Records from a dataset:

+ + + + +

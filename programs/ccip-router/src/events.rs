use anchor_lang::prelude::*;
use ccip_svm_std::Bytes32;
use derive_new::new;

use crate::message::SVM2AnyRampMessage;
use crate::state::{CodeVersion, DestChainConfig};

/// Config field targeted by an address update.
#[derive(AnchorSerialize, AnchorDeserialize, Clone, Copy, Debug, PartialEq, Eq)]
pub enum ConfigAddress {
    FeeQuoter,
    RmnRemote,
    LinkTokenMint,
    FeeAggregator,
}

#[event]
#[derive(new)]
pub struct ConfigInitialized {
    owner: Pubkey,
    svm_chain_selector: u64,
    default_code_version: CodeVersion,
}

#[event]
#[derive(new)]
pub struct OwnershipTransferRequested {
    from: Pubkey,
    to: Pubkey,
}

#[event]
#[derive(new)]
pub struct OwnershipTransferred {
    from: Pubkey,
    to: Pubkey,
}

#[event]
#[derive(new)]
pub struct DefaultCodeVersionSet {
    previous: CodeVersion,
    updated: CodeVersion,
}

#[event]
#[derive(new)]
pub struct ConfigAddressUpdated {
    field: ConfigAddress,
    previous: Pubkey,
    updated: Pubkey,
}

#[event]
#[derive(new)]
pub struct DestChainAdded {
    dest_chain_selector: u64,
    dest_chain_config: DestChainConfig,
}

#[event]
#[derive(new)]
pub struct DestChainConfigUpdated {
    dest_chain_selector: u64,
    dest_chain_config: DestChainConfig,
}

#[event]
#[derive(new)]
pub struct CcipVersionForDestChainVersionBumped {
    dest_chain_selector: u64,
    previous_sequence_number: u64,
}

#[event]
#[derive(new)]
pub struct CcipVersionForDestChainVersionRolledBack {
    dest_chain_selector: u64,
    previous_sequence_number: u64,
}

#[event]
#[derive(new)]
pub struct OfframpAdded {
    source_chain_selector: u64,
    offramp: Pubkey,
}

#[event]
#[derive(new)]
pub struct OfframpRemoved {
    source_chain_selector: u64,
    offramp: Pubkey,
}

#[event]
#[derive(new)]
pub struct CcipMessageSent {
    dest_chain_selector: u64,
    sequence_number: u64,
    message_id: Bytes32,
    message: SVM2AnyRampMessage,
}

+ + + + +

Description of the task:
Only the lines from the first line of the records through the one containing "an address update." should be reproduced, exactly, with both of them included.

Task answer:
filename programs/ccip-router/src/events.rs
use anchor_lang::prelude::*;
use ccip_svm_std::Bytes32;
use derive_new::new;

use crate::message::SVM2AnyRampMessage;
use crate::state::{CodeVersion, DestChainConfig};

/// Config field targeted by an address update.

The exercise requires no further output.